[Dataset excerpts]
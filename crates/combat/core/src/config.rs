//! Combat rule constants and tunable parameters.
use crate::env::SpriteIndex;

/// Inclusive damage range rolled by a damaging trap.
#[derive(Clone, Copy, Debug, PartialEq, Eq)]
#[cfg_attr(feature = "serde", derive(serde::Serialize, serde::Deserialize))]
pub struct DamageRange {
    pub min: u32,
    pub max: u32,
}

impl DamageRange {
    pub const fn new(min: u32, max: u32) -> Self {
        Self { min, max }
    }
}

/// Item sprites rolled into freshly generated containers.
#[derive(Clone, Debug, PartialEq, Eq)]
#[cfg_attr(feature = "serde", derive(serde::Serialize, serde::Deserialize))]
#[cfg_attr(feature = "serde", serde(default))]
pub struct LootTables {
    /// One item is created per listed sprite when a chest is placed.
    pub chest: Vec<SpriteIndex>,
    /// One item is created per listed sprite when remains roll treasure.
    pub remains: Vec<SpriteIndex>,
}

impl Default for LootTables {
    fn default() -> Self {
        let mut chest: Vec<SpriteIndex> = (258..=269).map(SpriteIndex).collect();
        chest.push(SpriteIndex(271));
        Self {
            chest,
            remains: vec![SpriteIndex(258), SpriteIndex(271), SpriteIndex(269)],
        }
    }
}

/// Combat configuration constants and tunable parameters.
#[derive(Clone, Debug, PartialEq, Eq)]
#[cfg_attr(feature = "serde", derive(serde::Serialize, serde::Deserialize))]
#[cfg_attr(feature = "serde", serde(default))]
pub struct CombatConfig {
    /// Baseline added to the opponent's dexterity before the to-hit comparison.
    pub hit_offset: i32,
    /// Upper clamp applied to every rolled attack damage.
    pub max_damage: u32,
    /// Units with fewer hit points than this are considered fleeing.
    pub fleeing_hp: i32,
    /// Attack value used by a player with no weapon equipped.
    pub bare_hand_attack: i32,
    pub acid_damage: DamageRange,
    pub bomb_damage: DamageRange,
    pub electric_damage: DamageRange,
    /// Hit points lost each turn by a poisoned character.
    pub poison_damage: u32,
    /// Percent chance that a sleeping enemy wakes at the start of its turn.
    /// At 0 enemies sleep through the rest of the fight.
    pub enemy_wake_percent: u8,
    pub loot: LootTables,
}

impl CombatConfig {
    // ===== compile-time constants used as type parameters =====
    /// Largest party that can enter combat.
    pub const MAX_PARTY: usize = 6;
    /// Upper bound of the to-hit roll (inclusive).
    pub const HIT_ROLL_MAX: u32 = 255;

    // ===== runtime-tunable defaults =====
    pub const DEFAULT_HIT_OFFSET: i32 = 128;
    pub const DEFAULT_MAX_DAMAGE: u32 = 99;
    pub const DEFAULT_FLEEING_HP: i32 = 24;
    pub const DEFAULT_BARE_HAND_ATTACK: i32 = 3;
    pub const DEFAULT_ACID_DAMAGE: DamageRange = DamageRange::new(1, 10);
    pub const DEFAULT_BOMB_DAMAGE: DamageRange = DamageRange::new(5, 15);
    pub const DEFAULT_ELECTRIC_DAMAGE: DamageRange = DamageRange::new(5, 15);
    pub const DEFAULT_POISON_DAMAGE: u32 = 1;
    pub const DEFAULT_ENEMY_WAKE_PERCENT: u8 = 0;

    pub fn new() -> Self {
        Self {
            hit_offset: Self::DEFAULT_HIT_OFFSET,
            max_damage: Self::DEFAULT_MAX_DAMAGE,
            fleeing_hp: Self::DEFAULT_FLEEING_HP,
            bare_hand_attack: Self::DEFAULT_BARE_HAND_ATTACK,
            acid_damage: Self::DEFAULT_ACID_DAMAGE,
            bomb_damage: Self::DEFAULT_BOMB_DAMAGE,
            electric_damage: Self::DEFAULT_ELECTRIC_DAMAGE,
            poison_damage: Self::DEFAULT_POISON_DAMAGE,
            enemy_wake_percent: Self::DEFAULT_ENEMY_WAKE_PERCENT,
            loot: LootTables::default(),
        }
    }
}

impl Default for CombatConfig {
    fn default() -> Self {
        Self::new()
    }
}

#[cfg(test)]
mod tests {
    use super::*;

    #[test]
    fn default_chest_table_skips_unused_sprite() {
        let tables = LootTables::default();
        assert_eq!(tables.chest.len(), 13);
        assert!(!tables.chest.contains(&SpriteIndex(270)));
        assert_eq!(tables.chest.last(), Some(&SpriteIndex(271)));
    }
}
//! Content loaders for reading combat data from files.
//!
//! Each loader turns one RON/TOML file into combat-core types or into one of
//! the oracle implementations in [`crate::oracle`].

pub mod config;
pub mod factory;
pub mod inventory;
pub mod map;
pub mod species;

pub use config::ConfigLoader;
pub use factory::{ContentFactory, LoadedContent};
pub use inventory::InventoryLoader;
pub use map::MapLoader;
pub use species::SpeciesLoader;

use std::path::Path;

/// Common result type for loaders.
pub type LoadResult<T> = anyhow::Result<T>;

/// Helper function to read file contents.
pub(crate) fn read_file(path: &Path) -> LoadResult<String> {
    std::fs::read_to_string(path)
        .map_err(|e| anyhow::anyhow!("Failed to read file {}: {}", path.display(), e))
}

**Your objective**
In the data above, start at the line that has "pub const MAX_PARTY: usize = 6;", stop after the line that has "pub const DEFAULT_MAX_DAMAGE: u32 = 99;", and print every line in between exactly as it stands.

**Result of the task**
    pub const MAX_PARTY: usize = 6;
    /// Upper bound of the to-hit roll (inclusive).
    pub const HIT_ROLL_MAX: u32 = 255;

    // ===== runtime-tunable defaults =====
    pub const DEFAULT_HIT_OFFSET: i32 = 128;
    pub const DEFAULT_MAX_DAMAGE: u32 = 99;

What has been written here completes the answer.